Your Monolith Update

The “whacko, my parents are first cousins, X-Files wannabe, black helicopter, tinfoil hat wearing, stupid, dim-witted, thinks pro wrestling is real,” has weighed in on this whole monolith thing.

I suppose that it was inevitable that the Christo-Fascist right would decide that we were being too nice to aliens.

No, I don’t mean foreigners, I mean that they are bigoted against, “With her pink antenna and her polka dot skin And the 24 dimples on her chinny chin chin, And the hydrogen sulfide of her hair,” people.

They tore down the metal menhir, and erected a wooden cross.

I guess we should be grateful that they did not set the cross alight:

The new California monolith was torn down overnight by a group of right-wing young men who livestreamed their vandalism in a grainy video posted on the blockchain streaming site DLive.

In the video, a group of three men are seen pushing the statue over and chanting “America First” and “Christ is King.” The men, one of whom was wearing a “Make America Great Again” headband, called part of the monolith’s construction “gay” then replaced it monolith with a wooden cross. It is a decidedly bleak turn in the ongoing monolith saga that has generally been a delightful distraction for a world wracked by a pandemic.

“Christ is king in this country. We don’t want illegal aliens from Mexico or outer space,” a man in the video says. “So let’s tear this bitch down.”

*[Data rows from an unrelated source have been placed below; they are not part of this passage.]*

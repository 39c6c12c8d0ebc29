//! Construction of the variable-length metadata streams of a .NET image.
//!
//! # Key Components
//!
//! - [`heaps`] - The `#Strings`, `#US`, `#GUID` and `#Blob` heaps, their handles and buffers
//! - [`builder`] - [`MetadataHeapsBuilder`](builder::MetadataHeapsBuilder), the entry point
//!   that interns values and assembles the heap streams
//!
//! # Examples
//!
//! ```rust
//! use cilheaps::metadata::builder::MetadataHeapsBuilder;
//! use cilheaps::metadata::heaps::HeapIndex;
//!
//! let mut builder = MetadataHeapsBuilder::new();
//! let name = builder.get_or_add_string("<Module>")?;
//!
//! let sealed = builder.finalize()?;
//! assert_eq!(sealed.string_offset(name)?, 1);
//!
//! let heaps = sealed.write_heaps()?;
//! assert_eq!(heaps.heap(HeapIndex::String), b"\0<Module>\0\0\0");
//! # Ok::<(), cilheaps::Error>(())
//! ```

/// Two-phase builder that interns values and emits the heap streams
pub mod builder;
/// The individual heaps, their handles and the append buffer
pub mod heaps;
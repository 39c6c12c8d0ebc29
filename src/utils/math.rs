//! Mathematical utility functions.

use crate::Result;

/// Alignment every metadata heap stream is padded to.
pub const HEAP_ALIGNMENT: usize = 4;

/// Converts a `usize` to `u32` for heap offsets, returning an error if the value
/// exceeds `u32::MAX`.
///
/// # Errors
///
/// Returns an error if `value` exceeds `u32::MAX`.
pub fn to_u32(value: usize) -> Result<u32> {
    u32::try_from(value)
        .map_err(|_| malformed_error!("Heap offset {value} exceeds u32::MAX"))
}

/// Rounds `value` up to the next multiple of `alignment`.
///
/// `alignment` must be a power of two.
#[must_use]
pub fn align_to(value: usize, alignment: usize) -> usize {
    debug_assert!(alignment.is_power_of_two());
    (value + alignment - 1) & !(alignment - 1)
}

/// Number of zero bytes needed after `value` bytes to reach the heap alignment.
#[must_use]
pub fn heap_padding(value: usize) -> usize {
    align_to(value, HEAP_ALIGNMENT) - value
}

#[cfg(test)]
mod tests {
    use super::*;

    #[test]
    fn test_to_u32_valid() {
        assert_eq!(to_u32(0).unwrap(), 0);
        assert_eq!(to_u32(1).unwrap(), 1);
        assert_eq!(to_u32(u32::MAX as usize).unwrap(), u32::MAX);
    }

    #[cfg(target_pointer_width = "64")]
    #[test]
    fn test_to_u32_overflow() {
        assert!(to_u32(u32::MAX as usize + 1).is_err());
        assert!(to_u32(usize::MAX).is_err());
    }

    #[test]
    fn test_align_to() {
        assert_eq!(align_to(0, 4), 0);
        assert_eq!(align_to(1, 4), 4);
        assert_eq!(align_to(4, 4), 4);
        assert_eq!(align_to(5, 4), 8);
        assert_eq!(align_to(17, 16), 32);
    }

    #[test]
    fn test_heap_padding() {
        assert_eq!(heap_padding(0), 0);
        assert_eq!(heap_padding(1), 3);
        assert_eq!(heap_padding(2), 2);
        assert_eq!(heap_padding(3), 1);
        assert_eq!(heap_padding(8), 0);
    }
}
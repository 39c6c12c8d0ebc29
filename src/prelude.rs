//! # cilheaps Prelude
//!
//! This module provides a convenient prelude for the most commonly used types from the
//! cilheaps library. Import this module to get quick access to everything needed to build
//! and serialize metadata heaps.

// ================================================================================================
// Core Types and Error Handling
// ================================================================================================

/// The main error type for all cilheaps operations
pub use crate::Error;

/// The result type used throughout cilheaps
pub use crate::Result;

// ================================================================================================
// Main Entry Points
// ================================================================================================

/// Heap builder in its building, sealed and serialized states
pub use crate::metadata::builder::{
    MetadataHeapsBuilder, SealedHeaps, SerializedHeaps, StreamLayout,
};

/// Start offsets of delta generations
pub use crate::metadata::heaps::HeapStartOffsets;

// ================================================================================================
// Handles
// ================================================================================================

/// Typed handles into each heap
pub use crate::metadata::heaps::{BlobHandle, GuidHandle, StringHandle, UserStringHandle};

// ================================================================================================
// Heap Layout
// ================================================================================================

/// Heap identifiers and sizes
pub use crate::metadata::heaps::{HeapIndex, HeapSizes};

/// Constant values stored in the `#Blob` heap
pub use crate::metadata::heaps::ConstantValue;

/// The append buffer and its reservations
pub use crate::metadata::heaps::{HeapBuffer, Reservation};

/// Size of a single `#GUID` record
pub use crate::metadata::heaps::GUID_SIZE;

Seriously, this monolith has had the shortest life cycle of any meme ever.


  1. Jamie says:

    Also, here is the latest on who took down the first monolith:

    Personally, I am tempted to build a 2001-like monolith in my back yard and paint it in Black 2.0 (which is blacker than Vantablack, but ten dollars cheaper a bottle than Black 3.0, but not as dark and matte). Might just go with whatever paint can of matte black I can find, though.